Post#22 » by Moonbeam » Sun Oct 31, 2021 6:41 am

BooRadleysHouse wrote:
moocow007 wrote:Adrian Dantley is one of the most under appreciated and acknowledged players in NBA history. We're talking about a guy that AVERAGED 30+ppg during his prime (4 year period) while shooting 55+% from the field which is just unheard of from none elite centers. What hurt Dantley was that his teams didn't win any championships (he was on mostly just horrendous teams during his prime years) and his direct to the point personality. From an individual accomplishment standpoint he blows everyone else on this list out of the water and it's not really even close. Yeah, really...that's what I mean about Dantley being one of the least appreciated players ever.

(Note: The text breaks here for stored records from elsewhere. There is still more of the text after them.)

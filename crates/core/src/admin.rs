//! Administrative operations on rotation state.

use tracing::info;

use crate::error::RotationError;
use crate::store::RotationStore;
use crate::types::{NewSelection, Selection, SelectionPolicy};

pub async fn reset_module_cursor<S>(store: &S, module_id: &str) -> Result<(), RotationError>
where
    S: RotationStore + ?Sized,
{
    set_module_cursor(store, module_id, 1).await
}

pub async fn set_module_cursor<S>(
    store: &S,
    module_id: &str,
    position: i32,
) -> Result<(), RotationError>
where
    S: RotationStore + ?Sized,
{
    if position < 1 {
        return Err(RotationError::InvalidPosition(position));
    }
    if !store.set_module_cursor(module_id, position).await? {
        return Err(RotationError::NotFound("module"));
    }
    info!(module_id, position, "module cursor set");
    Ok(())
}

/// Pins `unit_id` as the module's selection for an issue, replacing any
/// unconfirmed selection already there.
pub async fn manually_assign_unit<S>(
    store: &S,
    issue_id: &str,
    module_id: &str,
    unit_id: &str,
) -> Result<Selection, RotationError>
where
    S: RotationStore + ?Sized,
{
    store
        .get_issue(issue_id)
        .await?
        .ok_or(RotationError::NotFound("issue"))?;
    store
        .get_module(module_id)
        .await?
        .ok_or(RotationError::NotFound("module"))?;
    let unit = store
        .get_unit(unit_id)
        .await?
        .ok_or(RotationError::NotFound("unit"))?;

    if unit.module_id != module_id {
        return Err(RotationError::UnitNotInModule {
            unit_id: unit_id.to_string(),
            module_id: module_id.to_string(),
        });
    }

    let new = NewSelection::new(
        issue_id,
        module_id,
        SelectionPolicy::Manual,
        format!("manually assigned unit {unit_id}"),
    )
    .with_pick(&unit.sponsor_id, &unit.id);

    let selection = store
        .upsert_manual_selection(&new)
        .await?
        .ok_or_else(|| RotationError::SelectionAlreadyConfirmed {
            module_id: module_id.to_string(),
        })?;

    info!(issue_id, module_id, unit_id, "unit manually assigned");
    Ok(selection)
}
use adrotate_core::config::Settings;
use adrotate_db::PgRotationStore;
use axum::{middleware::from_fn, Router};
use std::net::SocketAddr;
use std::sync::Arc;
use tokio::net::TcpListener;
use tracing::info;

mod error;
mod middleware;
mod routes;
mod state;

use crate::middleware::request_id::request_id;
use crate::state::AppState;

fn app(state: AppState) -> Router {
    Router::new()
        .merge(routes::health_router(state.clone()))
        .merge(routes::v1_router(state))
        .layer(from_fn(request_id))
}

#[tokio::main]
async fn main() -> anyhow::Result<()> {
    dotenvy::dotenv().ok();
    tracing_subscriber::fmt()
        .with_env_filter(tracing_subscriber::EnvFilter::from_default_env())
        .json()
        .init();

    let settings = Settings::from_env()?;

    let db = adrotate_db::connect(&settings.database_url, settings.db_max_connections).await?;
    adrotate_db::migrate(&db).await?;

    let state = AppState {
        store: Arc::new(PgRotationStore::new(db)),
        adrotate_env: settings.adrotate_env.clone(),
    };

    let addr: SocketAddr = settings.api_bind.parse()?;

    info!(%addr, env = %state.adrotate_env, "starting api");

    let listener = TcpListener::bind(addr).await?;
    axum::serve(listener, app(state)).await?;

    Ok(())
}

#[cfg(test)]
mod tests {
    use super::*;
    use adrotate_core::store::memory::MemoryStore;
    use adrotate_core::testing::{date, issue, link, module, sponsor, unit_in};
    use adrotate_core::types::SelectionPolicy;
    use axum::body::{to_bytes, Body};
    use axum::http::{Method, Request, StatusCode};
    use tower::ServiceExt;
    use tracing_test::traced_test;

    async fn seeded() -> Arc<MemoryStore> {
        let store = MemoryStore::new();
        store.insert_module(module("mod_1", "pub_1", SelectionPolicy::Sequential, 1)).await;
        store.insert_module(module("mod_2", "pub_1", SelectionPolicy::Manual, 2)).await;
        for (id, order) in [("a", 1), ("b", 2)] {
            store.insert_sponsor(sponsor(id)).await;
            store.insert_link(link("mod_1", id, order)).await;
            store.insert_unit(unit_in("mod_1", &format!("u_{id}"), id, 1)).await;
        }
        store.insert_unit(unit_in("mod_2", "u_manual", "b", 1)).await;
        store.insert_issue(issue("iss_1", "pub_1", date("2025-06-02"))).await;
        Arc::new(store)
    }

    fn test_app(store: Arc<MemoryStore>) -> Router {
        app(AppState {
            store,
            adrotate_env: "test".to_string(),
        })
    }

    async fn call(
        app: Router,
        method: Method,
        uri: &str,
        body: Option<serde_json::Value>,
    ) -> (StatusCode, serde_json::Value) {
        let mut builder = Request::builder().method(method).uri(uri);
        let body = match body {
            Some(json) => {
                builder = builder.header("content-type", "application/json");
                Body::from(json.to_string())
            }
            None => Body::empty(),
        };
        let response = app.oneshot(builder.body(body).unwrap()).await.unwrap();
        assert!(response.headers().contains_key("X-Request-Id"));
        let status = response.status();
        let bytes = to_bytes(response.into_body(), 64 * 1024).await.unwrap();
        (status, serde_json::from_slice(&bytes).unwrap())
    }

    #[tokio::test]
    async fn test_health() {
        let (status, json) = call(test_app(seeded().await), Method::GET, "/health", None).await;
        assert_eq!(status, StatusCode::OK);
        assert_eq!(json["status"], "ok");
        assert_eq!(json["env"], "test");
    }

    #[tokio::test]
    async fn test_request_id_is_propagated() {
        let request = Request::builder()
            .uri("/health")
            .header("X-Request-Id", "req_fromcli01")
            .body(Body::empty())
            .unwrap();
        let response = test_app(seeded().await).oneshot(request).await.unwrap();
        assert_eq!(response.headers()["X-Request-Id"], "req_fromcli01");
    }

    #[tokio::test]
    async fn test_set_cursor_rejects_position_below_one() {
        let (status, json) = call(
            test_app(seeded().await),
            Method::PUT,
            "/v1/modules/mod_1/cursor",
            Some(serde_json::json!({ "position": 0 })),
        )
        .await;
        assert_eq!(status, StatusCode::BAD_REQUEST);
        assert_eq!(json["error"]["code"], "invalid_position");
    }

    #[tokio::test]
    async fn test_set_and_reset_cursor() {
        let store = seeded().await;
        let (status, json) = call(
            test_app(store.clone()),
            Method::PUT,
            "/v1/modules/mod_1/cursor",
            Some(serde_json::json!({ "position": 2 })),
        )
        .await;
        assert_eq!(status, StatusCode::OK);
        assert_eq!(json["rotationCursor"], 2);
        assert_eq!(store.module("mod_1").await.unwrap().rotation_cursor, 2);

        let (status, _) = call(
            test_app(store.clone()),
            Method::POST,
            "/v1/modules/mod_1/cursor/reset",
            None,
        )
        .await;
        assert_eq!(status, StatusCode::OK);
        assert_eq!(store.module("mod_1").await.unwrap().rotation_cursor, 1);
    }

    #[tokio::test]
    async fn test_rotation_then_confirm() {
        let store = seeded().await;
        let (status, json) =
            call(test_app(store.clone()), Method::POST, "/v1/issues/iss_1/rotation", None).await;
        assert_eq!(status, StatusCode::OK);
        assert_eq!(json["skipped"], false);
        assert_eq!(json["items"][0]["sponsorId"], "a");
        assert_eq!(json["items"][1]["reason"], "manual selection required");

        let (status, json) =
            call(test_app(store.clone()), Method::POST, "/v1/issues/iss_1/confirm", None).await;
        assert_eq!(status, StatusCode::OK);
        assert_eq!(json["recordedCount"], 1);
        assert_eq!(json["attemptedCount"], 1);

        let (_, json) =
            call(test_app(store.clone()), Method::POST, "/v1/issues/iss_1/confirm", None).await;
        assert_eq!(json["recordedCount"], 0);
        assert_eq!(json["attemptedCount"], 0);
    }

    #[tokio::test]
    async fn test_assign_unit_to_wrong_module() {
        let (status, json) = call(
            test_app(seeded().await),
            Method::PUT,
            "/v1/issues/iss_1/modules/mod_2/selection",
            Some(serde_json::json!({ "unitId": "u_a" })),
        )
        .await;
        assert_eq!(status, StatusCode::BAD_REQUEST);
        assert_eq!(json["error"]["code"], "invalid_request");
    }

    #[tokio::test]
    async fn test_assign_unit_and_list() {
        let store = seeded().await;
        let (status, json) = call(
            test_app(store.clone()),
            Method::PUT,
            "/v1/issues/iss_1/modules/mod_2/selection",
            Some(serde_json::json!({ "unitId": "u_manual" })),
        )
        .await;
        assert_eq!(status, StatusCode::OK);
        assert_eq!(json["policy"], "manual");

        let (status, json) =
            call(test_app(store), Method::GET, "/v1/issues/iss_1/selections", None).await;
        assert_eq!(status, StatusCode::OK);
        assert_eq!(json["items"].as_array().unwrap().len(), 1);
        assert_eq!(json["items"][0]["unitId"], "u_manual");
    }

    #[tokio::test]
    #[traced_test]
    async fn test_store_read_failure_is_logged() {
        let store = seeded().await;
        store.fail_issue_reads("iss_1").await;

        let (status, json) =
            call(test_app(store.clone()), Method::POST, "/v1/issues/iss_1/confirm", None).await;
        assert_eq!(status, StatusCode::INTERNAL_SERVER_ERROR);
        assert_eq!(json["error"]["code"], "internal_error");
        assert!(logs_contain("failed to load issue"));
        assert!(logs_contain("read failed for issue iss_1"));

        let (status, _) =
            call(test_app(store), Method::GET, "/v1/issues/iss_1/selections", None).await;
        assert_eq!(status, StatusCode::INTERNAL_SERVER_ERROR);
        assert!(logs_contain("failed to list selections"));
    }

    #[tokio::test]
    async fn test_unknown_issue_is_not_found() {
        let (status, json) = call(
            test_app(seeded().await),
            Method::POST,
            "/v1/issues/missing/rotation",
            None,
        )
        .await;
        assert_eq!(status, StatusCode::NOT_FOUND);
        assert_eq!(json["error"]["message"], "issue not found");
    }
}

I agree that Dantley is underappreciated and was one of the greatest scorers of all-time...no question. But the guy was a locker room cancer and played just about as bad of defense as can be allowed.


"Locker room cancer" is way over the top. I grew up as a Piston fan and from top down, that organization sang his praises while he was there. His departure in 1989 was contentious at the time even among some of the Piston players. And in the playoffs, Dantley was being actually praised for his defense in 1987 and 1988, insisting he could guard Bird, for instance. On the Jazz, Layden turned on him because of the holdout, but has taken the lion's share of the blame for things going south with Dantley in the ensuing years.

I think Dantley should absolutely be in the NBA's 75 list, along with many of the other guys here.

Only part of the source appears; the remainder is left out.